Ronald Reagan said it best when he said that “government doesn’t have a revenue problem, it has a spending problem.”

The federal government will take in about $3 trillion in revenue this year but it will spend more than $3.5 trillion. In fact, in just the last 5 years, the national debt has spiked, rising from $10.6 trillion the day President Obama took office to more than $17.5 trillion. That’s about $55,000 for every person in the United States. The amount of debt accumulated in just this short period of time is equivalent to the amount of debt incurred from George Washington to the second year of the Presidency of George W. Bush (March 2003).

This is the wrong legacy to leave our children, and that is why I have voted against most of the spending legislation during my service in the Congress.

I’ve been a strong supporter of fiscal restraint and I believe that Congress has a Constitutional duty to set the government’s spending priorities rather than simply impose an across the board cut like was done in 2013 through the sequestration process, which let’s unelected bureaucrats decide our spending priorities.  That is why I voted against sequestration, because the cut does not distinguish between critical programs and wasteful spending.  We need spending cuts that are more targeted and focus on waste, fraud, abuse and duplicative programs.

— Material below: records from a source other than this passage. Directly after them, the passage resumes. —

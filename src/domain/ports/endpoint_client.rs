use async_trait::async_trait;
use serde::{Deserialize, Serialize};

use crate::domain::errors::DomainResult;

/// Snapshot of a container's configuration sufficient to recreate it with a
/// new image (spec.md §4.5 step 2).
#[derive(Debug, Clone, Serialize, Deserialize)]
pub struct ContainerConfigSnapshot {
    pub name: String,
    pub env: Vec<String>,
    pub mounts: Vec<String>,
    pub networks: Vec<String>,
    pub restart_policy: String,
    pub labels: std::collections::BTreeMap<String, String>,
}

/// A container as reported directly by an endpoint, before the Container
/// Inventory Service joins it with a `LatestDescriptor` (spec.md §4.2).
#[derive(Debug, Clone, Serialize, Deserialize)]
pub struct RawContainer {
    pub container_id: String,
    pub name: String,
    pub stack_name: Option<String>,
    pub image: String,
    pub status: String,
    pub state: String,
    pub current_digest_full: Option<String>,
}

/// An image as reported directly by an endpoint, independent of whether
/// any container currently references it (spec.md §9 Open Questions:
/// "unused images" cleanup).
#[derive(Debug, Clone, Serialize, Deserialize)]
pub struct RemoteImage {
    pub image_id: String,
    pub repo_tags: Vec<String>,
    pub size_bytes: Option<i64>,
}

/// The remote agent ("runner") enrollment and RPC is out of scope
/// (spec.md §1); this trait is the minimal capability set the Upgrade
/// Executor and the Container Inventory Service need against an opaque
/// endpoint set.
#[async_trait]
pub trait EndpointClient: Send + Sync {
    /// List containers currently deployed on `endpoint_id` (spec.md §4.2).
    async fn list_containers(&self, instance_url: &str, endpoint_id: i64) -> DomainResult<Vec<RawContainer>>;

    /// Instruct the endpoint to pull `image_ref`'s resolved form.
    async fn pull_image(&self, instance_url: &str, endpoint_id: i64, image_ref: &str, credential: Option<&str>) -> DomainResult<()>;

    /// Snapshot an existing container's configuration for recreation.
    async fn snapshot_config(&self, instance_url: &str, endpoint_id: i64, container_id: &str) -> DomainResult<ContainerConfigSnapshot>;

    /// Stop the container with a bounded timeout.
    async fn stop(&self, instance_url: &str, endpoint_id: i64, container_id: &str) -> DomainResult<()>;

    /// Remove the (stopped) container.
    async fn remove(&self, instance_url: &str, endpoint_id: i64, container_id: &str) -> DomainResult<()>;

    /// Create a new container from a snapshot and a new image. Returns the
    /// new container's remote-assigned ID.
    async fn create(&self, instance_url: &str, endpoint_id: i64, snapshot: &ContainerConfigSnapshot, image_ref: &str) -> DomainResult<String>;

    /// Start a container and verify it reaches `running` within a bounded
    /// settle window.
    async fn start_and_wait_running(&self, instance_url: &str, endpoint_id: i64, container_id: &str) -> DomainResult<()>;

    /// List every image present on `endpoint_id`, used or not.
    async fn list_images(&self, instance_url: &str, endpoint_id: i64) -> DomainResult<Vec<RemoteImage>>;

    /// Delete a single image by its remote-assigned id.
    async fn delete_image(&self, instance_url: &str, endpoint_id: i64, image_id: &str) -> DomainResult<()>;
}
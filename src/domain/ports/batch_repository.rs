use async_trait::async_trait;
use uuid::Uuid;

use crate::domain::errors::DomainResult;
use crate::domain::models::{BatchJobConfig, BatchRun, JobKind};

#[async_trait]
pub trait BatchRunRepository: Send + Sync {
    async fn create(&self, run: &BatchRun) -> DomainResult<()>;
    async fn update(&self, run: &BatchRun) -> DomainResult<()>;
    async fn get(&self, id: Uuid) -> DomainResult<Option<BatchRun>>;
    async fn list_recent(&self, limit: u32) -> DomainResult<Vec<BatchRun>>;
    async fn latest(&self, job_kind: Option<JobKind>) -> DomainResult<Vec<BatchRun>>;
    /// spec.md §3 invariant: exactly one `running` BatchRun per `jobKind`.
    async fn has_running(&self, job_kind: JobKind) -> DomainResult<bool>;
}

#[async_trait]
pub trait BatchJobConfigRepository: Send + Sync {
    async fn get(&self, user_id: i64, job_kind: JobKind) -> DomainResult<Option<BatchJobConfig>>;
    async fn upsert(&self, config: &BatchJobConfig) -> DomainResult<()>;
    /// All users with this job kind enabled, for the scheduler to iterate.
    async fn list_enabled(&self, job_kind: JobKind) -> DomainResult<Vec<BatchJobConfig>>;
}
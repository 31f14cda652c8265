//! SQLite adapters for every repository port (spec.md §6's store).

pub mod batch_repository;
pub mod connection;
pub mod instance_repository;
pub mod intent_repository;
pub mod tracked_app_repository;

pub use batch_repository::{SqliteBatchJobConfigRepository, SqliteBatchRunRepository};
pub use connection::{create_migrated_test_pool, create_pool, ConnectionError, PoolConfig};
pub use instance_repository::SqliteInstanceRepository;
pub use intent_repository::{SqliteIntentExecutionRepository, SqliteIntentRepository};
pub use tracked_app_repository::{SqliteLatestDescriptorRepository, SqliteTrackedAppRepository};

President Reagan was right, Washington has a spending problem and we must restrain spending. We need a Constitutional Balanced Budget Amendment (BBA).  In 1997 when the BBA fell just one vote short of passage in the U.S. Senate the national debt was about $5.4 trillion.  Those who voted NO in 1997 said that Washington as capable of getting its own budget in order and did not need the BBA. How wrong they were! Today our national debt is over $17 trillion. That one vote could have put America on a more stable fiscal pathway.